9. Get a Flexible Spending Account (FSA)
While a flexible spending account (FSA) won’t reduce your actual medical costs, it can help you save money on healthcare expenses by allowing you to allocate pretax dollars toward qualified items such as prescriptions, in-office copays, and eyeglasses. You can sign up for a flexible spending account through your employer. From there, you just need to figure out how much money to allocate toward it.
According to IRS guidelines, you can allocate a maximum of $2,550 from your annual income to your FSA. This means that if your normal income tax rate is 30%, you can save about $750 over the course of a year by maxing out your FSA contribution and using all those funds to pay for medical care.

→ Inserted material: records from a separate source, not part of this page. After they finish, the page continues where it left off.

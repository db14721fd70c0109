//! Scheduler: owns every room plus the shared log and registry.
//!
//! A single `Arc<Scheduler>` is handed to each doctor and sweeper thread, so
//! the set of rooms is fixed for the lifetime of a run and nothing is global.

use std::sync::atomic::{AtomicBool, AtomicUsize, Ordering};
use std::sync::Arc;
use std::thread;
use std::time::Duration;

use chrono::{DateTime, Utc};
use tracing::{debug, info, warn};

use crate::config::{EngineConfig, LevelTable};
use crate::core::event_log::EventLog;
use crate::core::occupancy::OccupancyRegistry;
use crate::core::patient::{Arrival, QueueEntry};
use crate::core::room::Room;
use crate::core::stealing::{steal, StealTier};
use crate::core::TriageError;
use crate::util::clock;
use crate::util::serde::{DoctorKey, RoomId};

/// Work handed to a doctor by [`Scheduler::acquire`].
#[derive(Debug, Clone)]
pub struct Acquired {
    /// The patient to serve.
    pub entry: QueueEntry,
    /// Peer room it was stolen from, if it did not come from the doctor's own room.
    pub stolen_from: Option<(RoomId, StealTier)>,
}

/// Outcome of one service, as recorded.
#[derive(Debug, Clone, Copy, PartialEq)]
pub struct ServiceOutcome {
    /// Service start.
    pub started_at: DateTime<Utc>,
    /// Service end.
    pub ended_at: DateTime<Utc>,
}

/// Rooms, event log, occupancy and the round-robin admission cursor.
pub struct Scheduler {
    rooms: Vec<Room>,
    log: Arc<EventLog>,
    occupancy: Arc<OccupancyRegistry>,
    levels: LevelTable,
    steal_poll: Duration,
    next_room: AtomicUsize,
    shutdown: AtomicBool,
}

impl Scheduler {
    /// Build the rooms described by `config` around an existing log and registry.
    ///
    /// # Errors
    ///
    /// Returns `TriageError::InvalidConfig` if the configuration is invalid.
    pub fn new(
        config: &EngineConfig,
        log: Arc<EventLog>,
        occupancy: Arc<OccupancyRegistry>,
    ) -> Result<Self, TriageError> {
        config.validate().map_err(TriageError::InvalidConfig)?;
        let rooms = (0..config.rooms)
            .map(|id| Room::new(id, config.doctors_per_room))
            .collect();
        Ok(Self {
            rooms,
            log,
            occupancy,
            levels: config.levels.clone(),
            steal_poll: config.steal_poll_interval(),
            next_room: AtomicUsize::new(0),
            shutdown: AtomicBool::new(false),
        })
    }

    /// Admit an arrival: write its record, then queue it in the next room in
    /// round-robin order. Returns the chosen room.
    pub fn admit(&self, arrival: Arrival) -> RoomId {
        self.log.record_arrival(&arrival);
        let room = self.next_room.fetch_add(1, Ordering::Relaxed) % self.rooms.len();
        info!(
            patient_id = arrival.patient_id,
            level = %arrival.level,
            room,
            "patient admitted"
        );
        self.rooms[room].enqueue(arrival);
        room
    }

    /// Block until `room` has work for one of its doctors, stealing from peers
    /// when its own queue is empty.
    ///
    /// Returns `None` once shutdown has been requested.
    pub fn acquire(&self, room: RoomId) -> Option<Acquired> {
        let own = &self.rooms[room];
        loop {
            if self.is_shutdown() {
                return None;
            }
            if let Some(entry) = own.try_dequeue() {
                return Some(Acquired {
                    entry,
                    stolen_from: None,
                });
            }
            if let Some(stolen) = steal(&self.rooms, room) {
                return Some(Acquired {
                    entry: stolen.entry,
                    stolen_from: Some((stolen.from, stolen.tier)),
                });
            }
            // Peers never signal this room; the bounded wait is what lets an
            // idle doctor notice their arrivals.
            own.wait_for_arrival(self.steal_poll);
        }
    }

    /// Serve one patient: record the start, hold the doctor for the level's
    /// service duration, record the end. Always runs to completion.
    ///
    /// Returns `None` if the record refused the start transition, in which
    /// case no service takes place.
    pub fn serve(&self, doctor: DoctorKey, work: Acquired) -> Option<ServiceOutcome> {
        let Acquired { entry, stolen_from } = work;
        let patient_id = entry.patient_id();
        let level = &entry.arrival.level;
        let profile = self.levels.profile(level);

        if let Some((from, tier)) = stolen_from {
            info!(patient_id, from, to = doctor.room, ?tier, "patient borrowed from peer room");
        }

        let started_at = clock::now();
        if let Err(e) = self.log.start_service(patient_id, doctor, doctor.room, started_at) {
            warn!(patient_id, doctor = %doctor, error = %e, "service start rejected");
            return None;
        }
        self.occupancy.mark_busy(doctor, doctor.room);
        debug!(patient_id, doctor = %doctor, level = %level, "service started");

        thread::sleep(profile.service_duration());

        let ended_at = clock::now();
        if let Err(e) = self.log.complete_service(patient_id, ended_at) {
            warn!(patient_id, doctor = %doctor, error = %e, "service completion rejected");
        }
        self.occupancy.mark_free(doctor);
        info!(
            patient_id,
            doctor = %doctor,
            level = %level,
            waited_secs = clock::seconds_between(entry.arrival.arrived_at, started_at),
            service_secs = clock::seconds_between(started_at, ended_at),
            "service completed"
        );
        Some(ServiceOutcome {
            started_at,
            ended_at,
        })
    }

    /// Evict and log every patient in `room` whose wait exceeds its budget at `now`.
    ///
    /// Returns how many abandonments were recorded.
    pub fn sweep_room(&self, room: RoomId, now: DateTime<Utc>) -> usize {
        let expired = self.rooms[room].sweep(now, &self.levels);
        let mut recorded = 0;
        for evicted in expired {
            let patient_id = evicted.entry.patient_id();
            match self.log.abandon(patient_id, room, now, evicted.waited_secs) {
                Ok(_) => {
                    recorded += 1;
                    info!(
                        patient_id,
                        room,
                        level = %evicted.entry.arrival.level,
                        waited_secs = evicted.waited_secs,
                        "patient abandoned queue"
                    );
                }
                Err(e) => warn!(patient_id, room, error = %e, "abandonment rejected"),
            }
        }
        recorded
    }

    /// Ask every doctor to stop after its current service.
    pub fn request_shutdown(&self) {
        if !self.shutdown.swap(true, Ordering::AcqRel) {
            for room in &self.rooms {
                room.wake_all();
            }
        }
    }

    /// Whether shutdown was requested.
    #[must_use]
    pub fn is_shutdown(&self) -> bool {
        self.shutdown.load(Ordering::Acquire)
    }

    /// All rooms, in id order.
    #[must_use]
    pub fn rooms(&self) -> &[Room] {
        &self.rooms
    }

    /// Current queue depth of each room.
    #[must_use]
    pub fn queue_depths(&self) -> Vec<usize> {
        self.rooms.iter().map(Room::len).collect()
    }

    /// The shared event log.
    #[must_use]
    pub fn log(&self) -> &Arc<EventLog> {
        &self.log
    }

    /// The shared occupancy registry.
    #[must_use]
    pub fn occupancy(&self) -> &Arc<OccupancyRegistry> {
        &self.occupancy
    }

    /// Urgency profiles in force.
    #[must_use]
    pub const fn levels(&self) -> &LevelTable {
        &self.levels
    }
}

impl std::fmt::Debug for Scheduler {
    fn fmt(&self, f: &mut std::fmt::Formatter<'_>) -> std::fmt::Result {
        f.debug_struct("Scheduler")
            .field("rooms", &self.rooms)
            .field("shutdown", &self.is_shutdown())
            .finish_non_exhaustive()
    }
}

#[cfg(test)]
mod tests {
    use super::*;
    use crate::config::UrgencyProfile;
    use crate::core::event_log::PatientState;
    use crate::util::serde::UrgencyLevel;
    use chrono::Duration as ChronoDuration;

    fn scheduler(rooms: usize, doctors: usize) -> Scheduler {
        let config = EngineConfig::in_memory(rooms, doctors)
            .with_levels(LevelTable::uniform(UrgencyProfile::from_millis(5, 60_000)))
            .with_steal_poll_interval(Duration::from_millis(10));
        Scheduler::new(
            &config,
            Arc::new(EventLog::in_memory()),
            Arc::new(OccupancyRegistry::new(rooms, doctors)),
        )
        .unwrap()
    }

    #[test]
    fn admission_is_round_robin() {
        let s = scheduler(3, 1);
        let now = Utc::now();
        let rooms: Vec<_> = (0..5)
            .map(|id| s.admit(Arrival::new(id, UrgencyLevel::Standard, now)))
            .collect();
        assert_eq!(rooms, vec![0, 1, 2, 0, 1]);
        assert_eq!(s.queue_depths(), vec![2, 2, 1]);
        assert_eq!(s.log().len(), 5);
    }

    #[test]
    fn own_queue_preferred_over_peers() {
        let s = scheduler(2, 1);
        let now = Utc::now();
        s.admit(Arrival::new(1, UrgencyLevel::Standard, now)); // room 0
        s.admit(Arrival::new(2, UrgencyLevel::Critical, now)); // room 1
        let work = s.acquire(0).unwrap();
        assert_eq!(work.entry.patient_id(), 1);
        assert!(work.stolen_from.is_none());
    }

    #[test]
    fn idle_room_steals() {
        let s = scheduler(2, 1);
        s.admit(Arrival::new(1, UrgencyLevel::Critical, Utc::now())); // room 0
        let work = s.acquire(1).unwrap();
        assert_eq!(work.stolen_from, Some((0, StealTier::BorrowCritical)));

        let doctor = DoctorKey::new(1, 1);
        s.serve(doctor, work).unwrap();
        let record = s.log().get(1).unwrap();
        assert_eq!(record.state(), PatientState::Completed);
        assert_eq!(record.room, Some(1));
        assert_eq!(record.doctor, Some(doctor));
        assert_eq!(s.occupancy().busy_count(), 0);
    }

    #[test]
    fn sweep_skips_patients_already_dequeued() {
        let s = scheduler(1, 1);
        let long_ago = Utc::now() - ChronoDuration::minutes(5);
        s.admit(Arrival::new(1, UrgencyLevel::Urgent, long_ago));
        s.admit(Arrival::new(2, UrgencyLevel::Urgent, long_ago));

        let taken = s.acquire(0).unwrap();
        assert_eq!(s.sweep_room(0, Utc::now()), 1);
        s.serve(DoctorKey::new(0, 1), taken).unwrap();

        assert_eq!(s.log().get(1).unwrap().state(), PatientState::Completed);
        assert_eq!(s.log().get(2).unwrap().state(), PatientState::Abandoned);
        assert_eq!(s.sweep_room(0, Utc::now()), 0);
    }

    #[test]
    fn acquire_returns_none_after_shutdown() {
        let s = scheduler(1, 1);
        s.request_shutdown();
        assert!(s.acquire(0).is_none());
    }
}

The catch is that your money is allocated on a “use it or lose it” basis. If you decide to put the full $2,550 into your FSA but only incur $1,550 in eligible medical expenses over the course of the year, you lose your last $1,000. To avoid this problem, go through last year’s records to see how much you spent on medical fees and add in your estimated prescription costs for the medications you’re currently taking. This should help you determine the right amount to put in your FSA.
If you do wind up allocating too much money to your FSA in a given year, don’t panic. You may be able to prepay some of the following year’s expenses to use up your money, or schedule an upcoming exam or procedure early. This happened to me a few years ago, when I found myself with an unused balance of almost $200 before the deadline to deplete my FSA balance. To avoid wasting the money, I ordered new contact lenses, even though I knew I didn’t need them for a number of months, and renewed a prescription medication early to use up my remaining funds and save myself some money in the new year.
When it comes to saving money on healthcare costs, one of the best things you can do is be proactive and well-informed. No matter the situation, take the time to understand your benefits and treatment options to avoid unpleasant surprises when those bills come in. Remember, you always have the right to refuse treatment or seek out alternative options if you feel that the cost you’re presented with is just too high.
How much money do you spend each year on medical costs? What steps have you taken to reduce your expenses?